## EXERCISE DIRECTIONS
The response must consist of the lines below from the one with "so they are" through the one with "pub struct NormalizedLevenshtein;", exactly as they appear and with both ends kept.

## MATERIAL PROVIDED
------------------------------------------------------------------------

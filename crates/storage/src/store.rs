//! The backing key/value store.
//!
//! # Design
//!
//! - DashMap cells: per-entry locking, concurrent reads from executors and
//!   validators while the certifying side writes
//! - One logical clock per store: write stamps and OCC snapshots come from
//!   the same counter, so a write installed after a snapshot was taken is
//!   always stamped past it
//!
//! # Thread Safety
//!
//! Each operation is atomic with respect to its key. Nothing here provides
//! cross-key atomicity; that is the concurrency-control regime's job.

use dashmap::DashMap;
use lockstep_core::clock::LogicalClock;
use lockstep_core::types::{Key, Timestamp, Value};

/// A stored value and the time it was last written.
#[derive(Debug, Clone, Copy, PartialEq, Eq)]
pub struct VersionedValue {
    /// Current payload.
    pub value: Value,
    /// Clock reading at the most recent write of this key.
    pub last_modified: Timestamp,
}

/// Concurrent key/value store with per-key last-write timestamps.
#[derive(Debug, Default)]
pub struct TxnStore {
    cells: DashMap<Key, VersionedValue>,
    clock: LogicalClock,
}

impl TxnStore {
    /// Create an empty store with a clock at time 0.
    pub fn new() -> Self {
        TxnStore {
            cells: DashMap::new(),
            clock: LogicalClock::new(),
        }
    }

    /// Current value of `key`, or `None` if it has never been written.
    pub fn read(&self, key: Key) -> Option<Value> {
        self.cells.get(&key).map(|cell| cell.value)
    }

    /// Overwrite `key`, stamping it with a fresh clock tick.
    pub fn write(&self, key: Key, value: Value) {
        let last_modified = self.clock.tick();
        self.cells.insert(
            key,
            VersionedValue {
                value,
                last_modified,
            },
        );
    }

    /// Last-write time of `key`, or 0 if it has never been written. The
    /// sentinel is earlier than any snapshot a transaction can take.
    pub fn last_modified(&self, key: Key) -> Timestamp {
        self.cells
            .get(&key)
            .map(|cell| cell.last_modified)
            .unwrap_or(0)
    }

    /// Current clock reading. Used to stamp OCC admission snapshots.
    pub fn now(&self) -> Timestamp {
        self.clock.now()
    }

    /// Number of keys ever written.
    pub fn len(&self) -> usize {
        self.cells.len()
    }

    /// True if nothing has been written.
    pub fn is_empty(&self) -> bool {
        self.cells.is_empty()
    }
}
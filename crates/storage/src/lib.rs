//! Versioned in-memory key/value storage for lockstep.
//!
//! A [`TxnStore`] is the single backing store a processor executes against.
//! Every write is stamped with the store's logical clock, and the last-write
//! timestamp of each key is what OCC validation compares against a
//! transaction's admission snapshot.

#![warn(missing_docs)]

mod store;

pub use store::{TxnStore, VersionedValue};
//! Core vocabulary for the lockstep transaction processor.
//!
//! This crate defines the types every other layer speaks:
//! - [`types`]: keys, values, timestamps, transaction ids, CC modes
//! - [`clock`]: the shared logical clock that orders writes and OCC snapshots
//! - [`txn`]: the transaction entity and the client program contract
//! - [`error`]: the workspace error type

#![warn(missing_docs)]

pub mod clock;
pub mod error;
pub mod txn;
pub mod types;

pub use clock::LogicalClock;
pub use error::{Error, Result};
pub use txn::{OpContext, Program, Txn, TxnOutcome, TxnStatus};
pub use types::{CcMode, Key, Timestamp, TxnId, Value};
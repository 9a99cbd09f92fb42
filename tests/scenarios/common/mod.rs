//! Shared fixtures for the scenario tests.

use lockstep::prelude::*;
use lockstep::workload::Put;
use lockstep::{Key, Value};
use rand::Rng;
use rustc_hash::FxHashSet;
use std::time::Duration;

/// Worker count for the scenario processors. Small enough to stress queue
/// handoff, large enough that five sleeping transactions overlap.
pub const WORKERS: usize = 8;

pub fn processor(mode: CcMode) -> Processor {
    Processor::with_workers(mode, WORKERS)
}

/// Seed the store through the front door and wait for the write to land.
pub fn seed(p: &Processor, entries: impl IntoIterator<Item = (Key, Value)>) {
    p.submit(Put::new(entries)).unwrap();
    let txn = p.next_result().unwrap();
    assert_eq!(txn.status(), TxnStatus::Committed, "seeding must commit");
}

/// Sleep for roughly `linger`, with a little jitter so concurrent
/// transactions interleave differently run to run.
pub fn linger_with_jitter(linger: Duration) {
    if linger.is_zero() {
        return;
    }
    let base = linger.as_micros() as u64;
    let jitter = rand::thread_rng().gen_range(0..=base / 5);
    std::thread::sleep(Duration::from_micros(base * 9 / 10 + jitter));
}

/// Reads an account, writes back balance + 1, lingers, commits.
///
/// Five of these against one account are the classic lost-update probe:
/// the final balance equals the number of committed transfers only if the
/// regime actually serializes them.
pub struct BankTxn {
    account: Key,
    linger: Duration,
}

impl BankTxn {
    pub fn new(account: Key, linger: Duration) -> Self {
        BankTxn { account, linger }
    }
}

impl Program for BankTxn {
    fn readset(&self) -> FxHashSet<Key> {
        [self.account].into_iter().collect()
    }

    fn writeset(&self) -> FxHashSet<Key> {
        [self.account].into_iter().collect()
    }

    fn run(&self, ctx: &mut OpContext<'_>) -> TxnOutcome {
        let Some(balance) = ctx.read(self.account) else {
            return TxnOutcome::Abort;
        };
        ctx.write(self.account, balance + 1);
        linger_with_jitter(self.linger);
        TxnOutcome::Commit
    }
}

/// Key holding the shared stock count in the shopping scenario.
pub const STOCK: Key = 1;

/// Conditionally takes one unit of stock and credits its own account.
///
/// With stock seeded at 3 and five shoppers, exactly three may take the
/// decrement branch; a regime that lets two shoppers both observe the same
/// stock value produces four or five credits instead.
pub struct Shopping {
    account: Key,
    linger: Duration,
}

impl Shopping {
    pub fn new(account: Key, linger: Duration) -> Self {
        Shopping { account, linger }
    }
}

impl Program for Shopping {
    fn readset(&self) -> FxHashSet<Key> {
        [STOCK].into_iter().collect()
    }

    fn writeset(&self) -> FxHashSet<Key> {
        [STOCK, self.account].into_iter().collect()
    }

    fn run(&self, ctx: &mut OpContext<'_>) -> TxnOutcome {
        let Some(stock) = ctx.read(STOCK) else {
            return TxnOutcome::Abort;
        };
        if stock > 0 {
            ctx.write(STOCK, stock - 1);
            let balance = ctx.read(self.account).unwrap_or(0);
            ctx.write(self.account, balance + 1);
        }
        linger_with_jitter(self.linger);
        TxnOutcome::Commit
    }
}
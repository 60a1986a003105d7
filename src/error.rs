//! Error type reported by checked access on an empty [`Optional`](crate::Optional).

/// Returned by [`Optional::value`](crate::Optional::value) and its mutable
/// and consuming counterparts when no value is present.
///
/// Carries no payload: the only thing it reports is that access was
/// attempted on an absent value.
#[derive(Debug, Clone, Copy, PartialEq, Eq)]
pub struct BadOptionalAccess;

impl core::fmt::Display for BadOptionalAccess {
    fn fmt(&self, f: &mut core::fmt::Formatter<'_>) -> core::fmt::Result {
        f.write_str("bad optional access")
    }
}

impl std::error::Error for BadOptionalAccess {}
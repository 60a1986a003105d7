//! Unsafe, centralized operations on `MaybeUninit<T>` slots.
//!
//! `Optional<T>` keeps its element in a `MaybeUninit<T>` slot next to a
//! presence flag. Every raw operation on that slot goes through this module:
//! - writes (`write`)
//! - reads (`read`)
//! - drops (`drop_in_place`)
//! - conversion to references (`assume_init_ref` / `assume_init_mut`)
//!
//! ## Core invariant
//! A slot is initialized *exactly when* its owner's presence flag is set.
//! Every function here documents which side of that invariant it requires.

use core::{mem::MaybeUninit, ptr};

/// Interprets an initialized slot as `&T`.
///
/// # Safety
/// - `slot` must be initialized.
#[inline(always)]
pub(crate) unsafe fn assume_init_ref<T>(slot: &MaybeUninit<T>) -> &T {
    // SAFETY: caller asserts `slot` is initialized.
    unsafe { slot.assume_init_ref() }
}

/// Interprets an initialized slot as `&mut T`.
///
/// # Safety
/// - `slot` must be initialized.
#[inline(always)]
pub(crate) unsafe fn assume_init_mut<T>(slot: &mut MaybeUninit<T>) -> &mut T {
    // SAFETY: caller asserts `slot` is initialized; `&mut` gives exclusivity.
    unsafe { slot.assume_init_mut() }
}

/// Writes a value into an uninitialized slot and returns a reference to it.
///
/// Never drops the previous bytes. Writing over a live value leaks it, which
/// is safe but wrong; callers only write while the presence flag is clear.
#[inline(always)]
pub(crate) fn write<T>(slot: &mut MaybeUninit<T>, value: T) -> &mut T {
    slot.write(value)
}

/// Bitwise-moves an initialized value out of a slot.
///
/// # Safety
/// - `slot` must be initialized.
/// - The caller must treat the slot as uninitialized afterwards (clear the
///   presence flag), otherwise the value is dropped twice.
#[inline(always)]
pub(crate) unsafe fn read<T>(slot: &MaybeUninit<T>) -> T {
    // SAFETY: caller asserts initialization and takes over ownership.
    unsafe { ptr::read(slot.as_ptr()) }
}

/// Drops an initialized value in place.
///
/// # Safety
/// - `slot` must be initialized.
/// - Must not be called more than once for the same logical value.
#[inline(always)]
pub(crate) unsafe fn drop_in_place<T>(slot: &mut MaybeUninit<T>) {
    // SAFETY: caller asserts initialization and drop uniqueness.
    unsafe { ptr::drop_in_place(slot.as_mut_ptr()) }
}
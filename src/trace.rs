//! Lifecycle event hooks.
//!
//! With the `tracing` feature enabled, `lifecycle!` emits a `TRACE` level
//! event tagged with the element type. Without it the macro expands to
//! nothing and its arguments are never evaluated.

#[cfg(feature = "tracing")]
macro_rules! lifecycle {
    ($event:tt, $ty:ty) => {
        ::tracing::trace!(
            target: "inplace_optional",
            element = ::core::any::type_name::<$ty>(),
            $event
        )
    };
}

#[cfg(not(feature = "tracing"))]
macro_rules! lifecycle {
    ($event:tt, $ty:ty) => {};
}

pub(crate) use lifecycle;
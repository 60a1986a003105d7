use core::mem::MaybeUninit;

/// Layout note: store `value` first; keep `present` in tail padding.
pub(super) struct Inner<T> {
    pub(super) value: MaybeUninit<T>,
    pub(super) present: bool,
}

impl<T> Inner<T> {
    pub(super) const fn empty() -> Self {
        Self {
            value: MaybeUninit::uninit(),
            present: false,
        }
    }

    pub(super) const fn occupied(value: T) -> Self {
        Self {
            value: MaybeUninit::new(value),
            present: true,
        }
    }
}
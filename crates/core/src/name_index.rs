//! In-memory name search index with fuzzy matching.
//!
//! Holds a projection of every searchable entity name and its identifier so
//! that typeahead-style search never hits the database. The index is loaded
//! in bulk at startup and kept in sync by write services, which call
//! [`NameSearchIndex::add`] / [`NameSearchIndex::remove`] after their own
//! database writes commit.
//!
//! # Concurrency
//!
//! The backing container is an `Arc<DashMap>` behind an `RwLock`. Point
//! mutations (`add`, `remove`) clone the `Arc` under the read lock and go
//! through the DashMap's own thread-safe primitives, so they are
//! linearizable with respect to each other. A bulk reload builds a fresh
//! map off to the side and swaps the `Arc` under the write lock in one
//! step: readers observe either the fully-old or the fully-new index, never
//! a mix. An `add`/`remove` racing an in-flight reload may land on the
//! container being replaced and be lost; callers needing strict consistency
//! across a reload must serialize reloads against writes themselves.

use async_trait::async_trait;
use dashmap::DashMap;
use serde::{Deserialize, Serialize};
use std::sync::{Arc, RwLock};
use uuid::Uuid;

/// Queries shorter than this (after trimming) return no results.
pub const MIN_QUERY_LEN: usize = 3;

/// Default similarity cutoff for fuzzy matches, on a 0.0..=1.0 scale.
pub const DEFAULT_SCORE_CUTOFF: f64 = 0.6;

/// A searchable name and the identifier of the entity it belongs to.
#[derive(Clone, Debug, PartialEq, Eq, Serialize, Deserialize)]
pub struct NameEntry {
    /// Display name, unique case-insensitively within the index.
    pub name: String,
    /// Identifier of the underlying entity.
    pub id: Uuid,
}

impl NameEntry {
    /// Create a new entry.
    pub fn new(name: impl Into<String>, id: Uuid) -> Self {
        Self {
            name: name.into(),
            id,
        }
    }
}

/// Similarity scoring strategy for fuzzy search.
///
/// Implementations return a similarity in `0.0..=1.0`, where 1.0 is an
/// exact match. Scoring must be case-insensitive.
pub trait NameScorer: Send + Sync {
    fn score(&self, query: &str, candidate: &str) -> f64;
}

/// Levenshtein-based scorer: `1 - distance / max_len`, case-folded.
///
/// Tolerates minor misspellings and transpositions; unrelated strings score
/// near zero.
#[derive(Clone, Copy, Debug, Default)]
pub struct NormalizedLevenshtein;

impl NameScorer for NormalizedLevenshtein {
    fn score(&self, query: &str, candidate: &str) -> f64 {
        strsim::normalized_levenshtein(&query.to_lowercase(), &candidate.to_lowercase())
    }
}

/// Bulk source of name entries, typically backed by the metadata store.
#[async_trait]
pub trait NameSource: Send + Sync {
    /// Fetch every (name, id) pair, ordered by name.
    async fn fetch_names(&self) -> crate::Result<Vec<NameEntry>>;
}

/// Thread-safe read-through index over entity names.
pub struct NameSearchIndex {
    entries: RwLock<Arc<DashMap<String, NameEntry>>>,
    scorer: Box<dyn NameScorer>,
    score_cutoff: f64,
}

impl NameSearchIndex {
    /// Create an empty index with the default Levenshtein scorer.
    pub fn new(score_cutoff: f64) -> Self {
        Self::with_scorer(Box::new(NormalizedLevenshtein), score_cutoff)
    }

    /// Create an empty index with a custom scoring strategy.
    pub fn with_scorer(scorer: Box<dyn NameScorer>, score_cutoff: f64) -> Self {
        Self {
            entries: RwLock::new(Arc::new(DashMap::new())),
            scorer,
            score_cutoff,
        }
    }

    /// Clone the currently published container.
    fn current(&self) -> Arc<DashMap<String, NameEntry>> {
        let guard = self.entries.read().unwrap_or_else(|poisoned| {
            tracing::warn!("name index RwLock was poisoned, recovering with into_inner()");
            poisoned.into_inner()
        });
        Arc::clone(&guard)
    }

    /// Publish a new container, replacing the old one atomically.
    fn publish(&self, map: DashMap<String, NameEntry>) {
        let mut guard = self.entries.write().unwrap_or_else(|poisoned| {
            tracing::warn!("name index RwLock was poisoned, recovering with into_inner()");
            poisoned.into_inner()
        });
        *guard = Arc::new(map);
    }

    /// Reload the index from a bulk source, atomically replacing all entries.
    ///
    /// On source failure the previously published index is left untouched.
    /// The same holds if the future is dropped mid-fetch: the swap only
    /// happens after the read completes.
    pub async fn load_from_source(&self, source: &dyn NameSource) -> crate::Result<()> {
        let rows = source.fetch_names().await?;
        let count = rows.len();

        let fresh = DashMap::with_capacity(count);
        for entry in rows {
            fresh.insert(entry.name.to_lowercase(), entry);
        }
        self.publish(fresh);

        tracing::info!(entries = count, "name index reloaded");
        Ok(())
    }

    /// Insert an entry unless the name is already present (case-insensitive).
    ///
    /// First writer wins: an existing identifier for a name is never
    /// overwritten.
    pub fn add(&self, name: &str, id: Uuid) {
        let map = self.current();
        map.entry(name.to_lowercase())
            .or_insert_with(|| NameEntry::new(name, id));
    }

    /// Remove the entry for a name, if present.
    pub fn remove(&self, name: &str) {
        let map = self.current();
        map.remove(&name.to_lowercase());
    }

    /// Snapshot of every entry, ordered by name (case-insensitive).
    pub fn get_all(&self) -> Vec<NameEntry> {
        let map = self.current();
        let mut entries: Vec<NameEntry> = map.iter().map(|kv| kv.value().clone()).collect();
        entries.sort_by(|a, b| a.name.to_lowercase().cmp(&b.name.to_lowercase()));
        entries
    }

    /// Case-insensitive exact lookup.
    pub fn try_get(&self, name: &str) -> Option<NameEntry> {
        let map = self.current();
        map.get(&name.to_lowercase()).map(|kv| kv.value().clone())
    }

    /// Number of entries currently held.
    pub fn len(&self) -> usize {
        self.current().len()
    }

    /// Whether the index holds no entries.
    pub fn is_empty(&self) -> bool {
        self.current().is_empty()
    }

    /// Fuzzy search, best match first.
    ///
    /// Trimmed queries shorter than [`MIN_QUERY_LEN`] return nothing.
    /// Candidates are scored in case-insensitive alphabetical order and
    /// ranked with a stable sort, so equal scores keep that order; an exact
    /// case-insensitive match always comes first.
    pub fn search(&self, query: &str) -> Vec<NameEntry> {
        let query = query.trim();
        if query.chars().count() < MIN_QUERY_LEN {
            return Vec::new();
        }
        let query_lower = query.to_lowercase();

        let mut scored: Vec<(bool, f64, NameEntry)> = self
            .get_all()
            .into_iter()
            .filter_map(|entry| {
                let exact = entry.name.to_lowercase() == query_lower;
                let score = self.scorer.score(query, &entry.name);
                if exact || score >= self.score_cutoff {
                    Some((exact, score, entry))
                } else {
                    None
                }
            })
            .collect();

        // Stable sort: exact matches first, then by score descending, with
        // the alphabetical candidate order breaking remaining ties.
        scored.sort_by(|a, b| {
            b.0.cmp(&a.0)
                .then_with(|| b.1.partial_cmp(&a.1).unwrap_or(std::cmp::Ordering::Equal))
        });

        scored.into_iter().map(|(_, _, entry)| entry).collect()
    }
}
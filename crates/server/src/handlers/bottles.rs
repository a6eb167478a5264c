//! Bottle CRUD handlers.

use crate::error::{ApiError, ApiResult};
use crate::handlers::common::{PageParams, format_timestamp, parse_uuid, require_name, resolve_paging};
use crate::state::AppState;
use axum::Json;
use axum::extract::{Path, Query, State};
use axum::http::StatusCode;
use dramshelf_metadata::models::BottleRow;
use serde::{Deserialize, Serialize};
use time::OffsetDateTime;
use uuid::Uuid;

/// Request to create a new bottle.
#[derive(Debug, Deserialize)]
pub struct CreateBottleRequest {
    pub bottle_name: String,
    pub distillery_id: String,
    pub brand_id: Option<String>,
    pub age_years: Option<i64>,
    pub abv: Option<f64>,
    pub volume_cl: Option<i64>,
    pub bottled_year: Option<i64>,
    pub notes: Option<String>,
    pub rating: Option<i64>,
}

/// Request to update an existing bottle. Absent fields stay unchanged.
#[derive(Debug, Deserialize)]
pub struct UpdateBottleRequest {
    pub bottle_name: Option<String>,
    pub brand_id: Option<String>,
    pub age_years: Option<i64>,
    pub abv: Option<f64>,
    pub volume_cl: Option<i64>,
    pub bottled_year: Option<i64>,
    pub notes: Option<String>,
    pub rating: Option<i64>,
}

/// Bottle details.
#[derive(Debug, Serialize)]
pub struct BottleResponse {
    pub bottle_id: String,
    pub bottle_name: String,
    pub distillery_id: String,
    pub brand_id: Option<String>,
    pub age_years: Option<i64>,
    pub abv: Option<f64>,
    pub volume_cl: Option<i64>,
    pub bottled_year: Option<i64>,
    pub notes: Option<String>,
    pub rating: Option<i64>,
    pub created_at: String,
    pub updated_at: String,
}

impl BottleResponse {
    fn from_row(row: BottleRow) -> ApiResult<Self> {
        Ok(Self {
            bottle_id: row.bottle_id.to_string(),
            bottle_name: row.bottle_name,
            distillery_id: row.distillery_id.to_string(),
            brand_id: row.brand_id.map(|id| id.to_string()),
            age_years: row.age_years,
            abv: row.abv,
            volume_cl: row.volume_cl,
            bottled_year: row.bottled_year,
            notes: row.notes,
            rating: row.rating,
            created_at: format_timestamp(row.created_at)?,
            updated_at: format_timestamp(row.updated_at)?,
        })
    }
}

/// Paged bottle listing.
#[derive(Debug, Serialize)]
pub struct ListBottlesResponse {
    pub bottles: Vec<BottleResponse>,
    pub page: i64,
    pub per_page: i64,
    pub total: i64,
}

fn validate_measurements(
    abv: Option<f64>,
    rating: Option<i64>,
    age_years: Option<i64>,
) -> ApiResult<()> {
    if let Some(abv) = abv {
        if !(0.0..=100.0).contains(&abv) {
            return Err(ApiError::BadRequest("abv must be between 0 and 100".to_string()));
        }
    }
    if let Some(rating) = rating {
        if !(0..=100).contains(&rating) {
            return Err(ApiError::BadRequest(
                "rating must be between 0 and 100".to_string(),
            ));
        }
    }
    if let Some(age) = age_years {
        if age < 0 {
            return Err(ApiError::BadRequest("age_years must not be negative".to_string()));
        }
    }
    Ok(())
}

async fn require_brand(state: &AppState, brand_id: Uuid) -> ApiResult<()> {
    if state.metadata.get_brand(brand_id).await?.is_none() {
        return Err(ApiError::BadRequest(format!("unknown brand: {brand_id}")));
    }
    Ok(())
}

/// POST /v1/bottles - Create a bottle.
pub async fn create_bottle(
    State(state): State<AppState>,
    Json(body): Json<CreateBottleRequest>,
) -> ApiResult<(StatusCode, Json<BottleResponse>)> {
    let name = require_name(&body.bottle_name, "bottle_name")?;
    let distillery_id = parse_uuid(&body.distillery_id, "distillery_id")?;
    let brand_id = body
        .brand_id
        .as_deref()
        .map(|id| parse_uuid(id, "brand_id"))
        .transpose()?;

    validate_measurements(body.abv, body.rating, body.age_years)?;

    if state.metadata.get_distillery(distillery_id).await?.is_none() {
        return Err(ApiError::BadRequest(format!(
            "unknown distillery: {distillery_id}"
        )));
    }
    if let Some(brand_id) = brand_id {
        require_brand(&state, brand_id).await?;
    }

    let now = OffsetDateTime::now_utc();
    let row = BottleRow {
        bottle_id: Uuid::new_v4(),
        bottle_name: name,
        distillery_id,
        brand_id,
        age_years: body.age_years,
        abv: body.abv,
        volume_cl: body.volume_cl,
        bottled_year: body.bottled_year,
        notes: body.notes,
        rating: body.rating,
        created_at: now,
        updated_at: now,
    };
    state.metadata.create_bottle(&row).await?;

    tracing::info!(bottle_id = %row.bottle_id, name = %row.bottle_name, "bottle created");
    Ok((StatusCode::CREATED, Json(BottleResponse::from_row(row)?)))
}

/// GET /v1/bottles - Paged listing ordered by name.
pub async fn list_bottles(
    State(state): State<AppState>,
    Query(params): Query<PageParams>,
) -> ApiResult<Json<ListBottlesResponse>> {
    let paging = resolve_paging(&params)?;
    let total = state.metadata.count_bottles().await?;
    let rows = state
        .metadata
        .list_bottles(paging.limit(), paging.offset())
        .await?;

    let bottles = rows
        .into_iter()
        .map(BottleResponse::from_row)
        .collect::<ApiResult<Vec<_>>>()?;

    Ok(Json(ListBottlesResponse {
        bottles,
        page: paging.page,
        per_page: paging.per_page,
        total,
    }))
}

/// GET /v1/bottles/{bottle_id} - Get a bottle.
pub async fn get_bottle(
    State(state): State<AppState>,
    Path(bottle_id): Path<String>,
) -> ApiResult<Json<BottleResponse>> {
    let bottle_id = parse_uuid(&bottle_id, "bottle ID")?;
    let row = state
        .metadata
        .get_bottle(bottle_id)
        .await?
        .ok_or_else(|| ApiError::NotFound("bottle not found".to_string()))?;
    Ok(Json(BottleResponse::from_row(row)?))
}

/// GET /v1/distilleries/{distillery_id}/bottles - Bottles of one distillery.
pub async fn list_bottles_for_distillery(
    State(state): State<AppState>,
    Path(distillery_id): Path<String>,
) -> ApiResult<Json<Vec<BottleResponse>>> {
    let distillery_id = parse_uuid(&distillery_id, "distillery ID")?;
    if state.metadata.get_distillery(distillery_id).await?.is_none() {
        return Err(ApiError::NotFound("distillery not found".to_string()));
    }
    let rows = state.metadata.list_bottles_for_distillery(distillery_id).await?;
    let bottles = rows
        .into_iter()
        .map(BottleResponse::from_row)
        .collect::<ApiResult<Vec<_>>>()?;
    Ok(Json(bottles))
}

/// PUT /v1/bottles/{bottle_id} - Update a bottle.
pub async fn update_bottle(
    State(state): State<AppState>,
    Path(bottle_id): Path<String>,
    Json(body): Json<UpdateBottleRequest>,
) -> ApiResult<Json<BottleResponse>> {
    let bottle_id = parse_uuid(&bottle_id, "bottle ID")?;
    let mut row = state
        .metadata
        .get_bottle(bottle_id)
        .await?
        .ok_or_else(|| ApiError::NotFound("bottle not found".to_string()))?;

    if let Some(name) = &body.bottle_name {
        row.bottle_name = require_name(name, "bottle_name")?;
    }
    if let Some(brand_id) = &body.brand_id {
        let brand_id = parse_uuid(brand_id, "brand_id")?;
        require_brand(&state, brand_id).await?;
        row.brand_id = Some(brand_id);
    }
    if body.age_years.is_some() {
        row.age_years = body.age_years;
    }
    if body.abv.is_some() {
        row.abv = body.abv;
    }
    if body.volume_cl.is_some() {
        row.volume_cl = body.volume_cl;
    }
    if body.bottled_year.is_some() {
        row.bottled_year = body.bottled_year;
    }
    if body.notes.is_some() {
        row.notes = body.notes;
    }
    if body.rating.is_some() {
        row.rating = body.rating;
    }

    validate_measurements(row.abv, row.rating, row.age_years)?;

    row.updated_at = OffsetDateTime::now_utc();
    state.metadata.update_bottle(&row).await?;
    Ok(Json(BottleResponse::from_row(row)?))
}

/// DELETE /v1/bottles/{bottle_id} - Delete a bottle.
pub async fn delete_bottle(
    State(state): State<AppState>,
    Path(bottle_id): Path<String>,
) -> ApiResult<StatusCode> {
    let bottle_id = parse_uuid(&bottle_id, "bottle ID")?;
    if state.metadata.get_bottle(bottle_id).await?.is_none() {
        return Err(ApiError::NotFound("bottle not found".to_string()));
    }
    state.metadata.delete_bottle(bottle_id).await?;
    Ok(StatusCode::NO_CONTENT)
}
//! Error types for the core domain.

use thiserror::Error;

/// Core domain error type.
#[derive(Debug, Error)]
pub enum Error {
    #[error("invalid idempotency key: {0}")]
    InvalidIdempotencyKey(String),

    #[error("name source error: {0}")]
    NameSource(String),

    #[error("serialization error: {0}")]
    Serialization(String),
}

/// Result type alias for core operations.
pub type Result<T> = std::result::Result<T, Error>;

------------------------------------------------------------------------

## WRITTEN ANSWER
//! through the DashMap's own thread-safe primitives, so they are
//! linearizable with respect to each other. A bulk reload builds a fresh
//! map off to the side and swaps the `Arc` under the write lock in one
//! step: readers observe either the fully-old or the fully-new index, never
//! a mix. An `add`/`remove` racing an in-flight reload may land on the
//! container being replaced and be lost; callers needing strict consistency
//! across a reload must serialize reloads against writes themselves.

use async_trait::async_trait;
use dashmap::DashMap;
use serde::{Deserialize, Serialize};
use std::sync::{Arc, RwLock};
use uuid::Uuid;

/// Queries shorter than this (after trimming) return no results.
pub const MIN_QUERY_LEN: usize = 3;

/// Default similarity cutoff for fuzzy matches, on a 0.0..=1.0 scale.
pub const DEFAULT_SCORE_CUTOFF: f64 = 0.6;

/// A searchable name and the identifier of the entity it belongs to.
#[derive(Clone, Debug, PartialEq, Eq, Serialize, Deserialize)]
pub struct NameEntry {
    /// Display name, unique case-insensitively within the index.
    pub name: String,
    /// Identifier of the underlying entity.
    pub id: Uuid,
}

impl NameEntry {
    /// Create a new entry.
    pub fn new(name: impl Into<String>, id: Uuid) -> Self {
        Self {
            name: name.into(),
            id,
        }
    }
}

/// Similarity scoring strategy for fuzzy search.
///
/// Implementations return a similarity in `0.0..=1.0`, where 1.0 is an
/// exact match. Scoring must be case-insensitive.
pub trait NameScorer: Send + Sync {
    fn score(&self, query: &str, candidate: &str) -> f64;
}

/// Levenshtein-based scorer: `1 - distance / max_len`, case-folded.
///
/// Tolerates minor misspellings and transpositions; unrelated strings score
/// near zero.
#[derive(Clone, Copy, Debug, Default)]
pub struct NormalizedLevenshtein;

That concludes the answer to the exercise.